After an election that mobilized legions of diverse voters, what can be expected from the 44th president? Three weeks after the victory of Barack Obama ’91, panelists considered the question at an event moderated by Professor Charles Ogletree ’78, director of the Charles Hamilton Houston Institute for Race and Justice. Watch the Webcast.

David Gergen ’67, professor at the Harvard Kennedy School and CNN political commentator, said Obama “has surprised us continuously on the up side” and now there’s a danger of excessive expectation. “If in the same week you appear in Time Magazine as FDR and you appear in Newsweek as Lincoln, the expectations are pretty high.”

Professor Lani Guinier said she saw a different danger. She praised Obama’s phenomenal talents, calling him “someone who is brilliant, strategic and visionary as well as practical and temperamentally calm.” The danger, she said, “Is that too many of us could think we can defer to Barack Obama and his talents to take us where we need to go.” She called the election “a triumph of participatory democracy.” And from her point of view, the challenge now is “how do we not just enable him to do what he wants but hold him accountable for what we want. … We can’t just defer to him and his very competent team of people.”

When asked what Obama’s responsibility is to the diverse groups who elected him, Professor Alan Dershowitz’s answer was succinct: “Zero.”

“He doesn’t owe any one group who helped him get elected,” Dershowitz said. ”His obligation is to the future not the past.”

Ogletree asked whether, when it came to appointments, “there is a reasonable expectation that the cabinet and the Supreme Court should look like the people who got him elected?”

Dershowitz said Obama “should pick his people the way a sick person would pick an oncologist or cardiologist. It should be entirely on the merits. He’s proved that if you really pick on the merits you will get a diverse group.”

Gergen said, with all of the challenges facing our country, it was “critically important to go for talent in making appointments.” But in doing so, Obama should be respectful of factors such as race and gender. Hillary Clinton, he said, would make an excellent choice for secretary of state. “I wouldn’t choose her because she’s a woman, but it helps that she’s a woman.”

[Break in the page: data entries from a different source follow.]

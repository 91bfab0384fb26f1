//! Barycentric Lagrange treecode for the Stokes kernels.
//!
//! Sources are sorted into an octree. Every cluster with more sources than proxy
//! points carries a tensor Chebyshev grid on its bounding box, and the source
//! strengths are interpolated onto that grid. A target sees a cluster through its
//! proxies when the cluster radius is below `theta` times the distance to the
//! cluster centre, and through its sources otherwise.
use crate::kernel::helpers::{
    add_double_layer_tensor, add_stokeslet, oseen_factor, separation, stresslet_factor,
    Regularization,
};
use crate::kernel::{check_dimensions, check_result};
use crate::params::{KernelOptions, TreecodeOptions};
use crate::traits::StokesEvaluator;
use crate::types::EvalType;
use log::debug;
use num::traits::FloatConst;
use rayon::prelude::*;
use std::cell::RefCell;

/// Kind of source stored in a tree.
#[derive(Debug, Clone, Copy, PartialEq, Eq)]
enum SourceKind {
    /// Point forces, 3 values per source.
    Stokeslet,
    /// Double layer tensors `q n^T`, 9 values per source.
    Stresslet,
}

impl SourceKind {
    fn strength_dim(&self) -> usize {
        match self {
            SourceKind::Stokeslet => 3,
            SourceKind::Stresslet => 9,
        }
    }
}

#[derive(Debug, Clone)]
struct Cluster {
    begin: usize,
    end: usize,
    lower: [f64; 3],
    upper: [f64; 3],
    center: [f64; 3],
    radius: f64,
    children: Vec<usize>,
    proxy_points: Vec<f64>,
    proxy_strengths: Vec<f64>,
}

impl Cluster {
    fn new(begin: usize, end: usize, lower: [f64; 3], upper: [f64; 3]) -> Self {
        let center = [
            0.5 * (lower[0] + upper[0]),
            0.5 * (lower[1] + upper[1]),
            0.5 * (lower[2] + upper[2]),
        ];
        let radius = 0.5
            * ((upper[0] - lower[0]).powi(2)
                + (upper[1] - lower[1]).powi(2)
                + (upper[2] - lower[2]).powi(2))
            .sqrt();
        Self {
            begin,
            end,
            lower,
            upper,
            center,
            radius,
            children: Vec::new(),
            proxy_points: Vec::new(),
            proxy_strengths: Vec::new(),
        }
    }

    fn len(&self) -> usize {
        self.end - self.begin
    }

    fn has_proxies(&self) -> bool {
        !self.proxy_points.is_empty()
    }
}

/// Sorted sources and their cluster hierarchy.
#[derive(Debug)]
struct SourceTree {
    kind: SourceKind,
    points: Vec<f64>,
    strengths: Vec<f64>,
    clusters: Vec<Cluster>,
}

/// Chebyshev points of the second kind and their barycentric weights.
fn chebyshev_nodes(degree: usize) -> (Vec<f64>, Vec<f64>) {
    let nodes = (0..=degree)
        .map(|k| (f64::PI() * k as f64 / degree as f64).cos())
        .collect();
    let weights = (0..=degree)
        .map(|k| {
            let sign = if k % 2 == 0 { 1.0 } else { -1.0 };
            if k == 0 || k == degree {
                0.5 * sign
            } else {
                sign
            }
        })
        .collect();
    (nodes, weights)
}

/// Lagrange basis functions on `nodes` evaluated at `t`.
fn lagrange_basis(t: f64, nodes: &[f64], weights: &[f64], out: &mut [f64]) {
    if let Some(k) = nodes.iter().position(|s| *s == t) {
        out.fill(0.0);
        out[k] = 1.0;
        return;
    }
    let mut denominator = 0.0;
    for ((o, s), w) in out.iter_mut().zip(nodes).zip(weights) {
        *o = w / (t - s);
        denominator += *o;
    }
    for o in out.iter_mut() {
        *o /= denominator;
    }
}

fn bounding_box(points: &[f64], indices: &[usize]) -> ([f64; 3], [f64; 3]) {
    let mut lower = [f64::INFINITY; 3];
    let mut upper = [f64::NEG_INFINITY; 3];
    for i in indices {
        for c in 0..3 {
            lower[c] = lower[c].min(points[3 * i + c]);
            upper[c] = upper[c].max(points[3 * i + c]);
        }
    }
    (lower, upper)
}

impl SourceTree {
    fn new(kind: SourceKind, points: &[f64], strengths: &[f64], options: &TreecodeOptions) -> Self {
        let n = points.len() / 3;
        let dim = kind.strength_dim();
        let mut order: Vec<usize> = (0..n).collect();
        let mut clusters = Vec::new();

        if n > 0 {
            let (lower, upper) = bounding_box(points, &order);
            clusters.push(Cluster::new(0, n, lower, upper));
        }

        let mut stack = if n > 0 { vec![0] } else { vec![] };
        while let Some(index) = stack.pop() {
            let (begin, end, center, radius) = {
                let c = &clusters[index];
                (c.begin, c.end, c.center, c.radius)
            };
            if end - begin <= options.max_leaf_size() || radius == 0.0 {
                continue;
            }

            let octant = |i: usize| {
                (0..3).fold(0, |key, c| {
                    key | (usize::from(points[3 * i + c] > center[c]) << c)
                })
            };
            order[begin..end].sort_by_key(|i| octant(*i));

            let mut ranges = Vec::new();
            let mut start = begin;
            while start < end {
                let key = octant(order[start]);
                let mut stop = start + 1;
                while stop < end && octant(order[stop]) == key {
                    stop += 1;
                }
                ranges.push(start..stop);
                start = stop;
            }
            // The midpoint can round onto a face of a box only a few ulps wide, putting
            // every source into one octant. Such a cluster stays a leaf.
            if ranges.len() < 2 {
                continue;
            }

            let mut children = Vec::with_capacity(ranges.len());
            for range in ranges {
                let (lower, upper) = bounding_box(points, &order[range.clone()]);
                children.push(clusters.len());
                stack.push(clusters.len());
                clusters.push(Cluster::new(range.start, range.end, lower, upper));
            }
            clusters[index].children = children;
        }

        let mut sorted_points = Vec::with_capacity(3 * n);
        let mut sorted_strengths = Vec::with_capacity(dim * n);
        for i in &order {
            sorted_points.extend_from_slice(&points[3 * i..3 * i + 3]);
            sorted_strengths.extend_from_slice(&strengths[dim * i..dim * (i + 1)]);
        }

        let mut tree = Self {
            kind,
            points: sorted_points,
            strengths: sorted_strengths,
            clusters,
        };
        tree.compute_proxies(options);
        tree
    }

    fn compute_proxies(&mut self, options: &TreecodeOptions) {
        let degree = options.degree();
        let proxy_count = options.proxy_count();
        let dim = self.kind.strength_dim();
        let (nodes, weights) = chebyshev_nodes(degree);
        let points = &self.points;
        let strengths = &self.strengths;

        self.clusters
            .par_iter_mut()
            .filter(|cluster| cluster.len() > proxy_count)
            .for_each(|cluster| {
                let half = [
                    0.5 * (cluster.upper[0] - cluster.lower[0]),
                    0.5 * (cluster.upper[1] - cluster.lower[1]),
                    0.5 * (cluster.upper[2] - cluster.lower[2]),
                ];

                let mut proxy_points = Vec::with_capacity(3 * proxy_count);
                for a in 0..=degree {
                    for b in 0..=degree {
                        for c in 0..=degree {
                            proxy_points.push(cluster.center[0] + half[0] * nodes[a]);
                            proxy_points.push(cluster.center[1] + half[1] * nodes[b]);
                            proxy_points.push(cluster.center[2] + half[2] * nodes[c]);
                        }
                    }
                }

                let mut proxy_strengths = vec![0.0; dim * proxy_count];
                let mut basis = [vec![0.0; degree + 1], vec![0.0; degree + 1], vec![0.0; degree + 1]];
                for i in cluster.begin..cluster.end {
                    for (axis, basis_axis) in basis.iter_mut().enumerate() {
                        let t = if half[axis] > 0.0 {
                            ((points[3 * i + axis] - cluster.center[axis]) / half[axis])
                                .clamp(-1.0, 1.0)
                        } else {
                            0.0
                        };
                        lagrange_basis(t, &nodes, &weights, basis_axis);
                    }
                    let strength = &strengths[dim * i..dim * (i + 1)];
                    let mut k = 0;
                    for a in 0..=degree {
                        for b in 0..=degree {
                            let lab = basis[0][a] * basis[1][b];
                            for c in 0..=degree {
                                let l = lab * basis[2][c];
                                for (p, s) in proxy_strengths[dim * k..dim * (k + 1)]
                                    .iter_mut()
                                    .zip(strength)
                                {
                                    *p += l * s;
                                }
                                k += 1;
                            }
                        }
                    }
                }

                cluster.proxy_points = proxy_points;
                cluster.proxy_strengths = proxy_strengths;
            });
    }

    fn evaluate_target(
        &self,
        target: &[f64],
        theta: f64,
        factor: f64,
        reg: &Regularization,
        result: &mut [f64],
    ) {
        if self.clusters.is_empty() {
            return;
        }
        let dim = self.kind.strength_dim();
        let mut stack = vec![0];
        while let Some(index) = stack.pop() {
            let cluster = &self.clusters[index];
            let (_, dist2) = separation(target, &cluster.center);
            if cluster.has_proxies() && cluster.radius < theta * dist2.sqrt() {
                self.interact(
                    target,
                    &cluster.proxy_points,
                    &cluster.proxy_strengths,
                    dim,
                    factor,
                    reg,
                    result,
                );
            } else if cluster.children.is_empty() {
                self.interact(
                    target,
                    &self.points[3 * cluster.begin..3 * cluster.end],
                    &self.strengths[dim * cluster.begin..dim * cluster.end],
                    dim,
                    factor,
                    reg,
                    result,
                );
            } else {
                stack.extend_from_slice(&cluster.children);
            }
        }
    }

    #[allow(clippy::too_many_arguments)]
    fn interact(
        &self,
        target: &[f64],
        sources: &[f64],
        strengths: &[f64],
        dim: usize,
        factor: f64,
        reg: &Regularization,
        result: &mut [f64],
    ) {
        for (source, strength) in sources.chunks_exact(3).zip(strengths.chunks_exact(dim)) {
            let (dr, r2) = separation(target, source);
            match self.kind {
                SourceKind::Stokeslet => {
                    if let Some((inv_r, inv_r3)) = reg.oseen(r2) {
                        add_stokeslet(factor, &dr, inv_r, inv_r3, strength, result);
                    }
                }
                SourceKind::Stresslet => {
                    if r2 > 0.0 {
                        let r = reg.stresslet_distance(r2);
                        add_double_layer_tensor(factor, &dr, r, strength, result);
                    }
                }
            }
        }
    }
}
/// Time sources for timers
pub mod clock;
/// Config loading from config.ini and the environment
pub mod config;
/// Errors of the config and logging layers, timers never fail
pub mod error;
/// Shared pool declared with lazy_static!. Prefer passing a registry.
pub mod global;
/// Logger initialization
pub mod logger;
/// Event timers and the topic pool
pub mod monitor;
/// Structured observations and the sinks receiving them
pub mod observation;

pub use clock::{Clock, ManualClock, SystemClock};
pub use config::MonitorConfig;
pub use monitor::pool::TimerRegistry;
pub use monitor::timer::EventTimer;
pub use observation::{LogSink, MemorySink, Observation, ObservationSink};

Guinier said Obama should try to assure that he has a diverse team so as to have access “to as many minds as possible.” She clarified that she was not talking about identity politics. “When you are constructing a cabinet, it’s not the person’s physical identity per se, it’s not their symbolic identity; it’s really, can this person bring to the table alternative sources of information that the leader of the team is not personally in touch with.”

Panelists also discussed whether after the election of the first black president we are now living in a post-racial era. María Teresa Petersen, executive director of the youth organization, Voto Latino, said to draw that conclusion would be a big mistake. She cited rising incidences of violence against Latinos in the U.S., saying 65 percent of hate crimes were committed against Latinos in the U.S. last year according to an FBI statistic. “We need to have some hard conversations.”

Orlando Patterson, professor of sociology at Harvard University, said Obama’s victory represents a triumph of assimilation in America at a time when, in some ways, “America is more segregated than it was in the seventies.” Patterson believes that assimilation is the way to “help black Americans solve their problems,” and wondered whether Obama will use the bully pulpit to promote it.

Ogletree also asked panelists to discuss whether Alaska Governor Sarah Palin is the future of the Republican party. Former Massachusetts Governor William Weld ’70, a Republican who endorsed Obama, thinks she has staying power. Gergen said he was “sick of talking about Sarah Palin. … There is an honorable intellectual tradition represented by conservatism, and I think she represents the other side of the moon from that.”

Douglas Blackmon, Atlanta bureau chief at the Wall Street Journal, said he believes Palin should not be dismissed, that she has talents and abilities that will likely appeal to certain constituencies. But he warned it would “be the end of the Republican Party as we know it.”

Dershowitz said one of the many reasons it’s essential for Obama to get the country out of the financial crisis is that “desperate times produce extremism.” He suggested that if the U.S. was to go into a terrible recession, someone like Sarah Palin could rise to the top.

“This is going to be a big test for Obama as to whether he can lead us through this crisis in a subtle way at the same time as he moves us center left instead of moving us towards extremes. Both extreme-left and extreme-right are equally dangerous,” Dershowitz said. “I think Obama can keep us in the center.”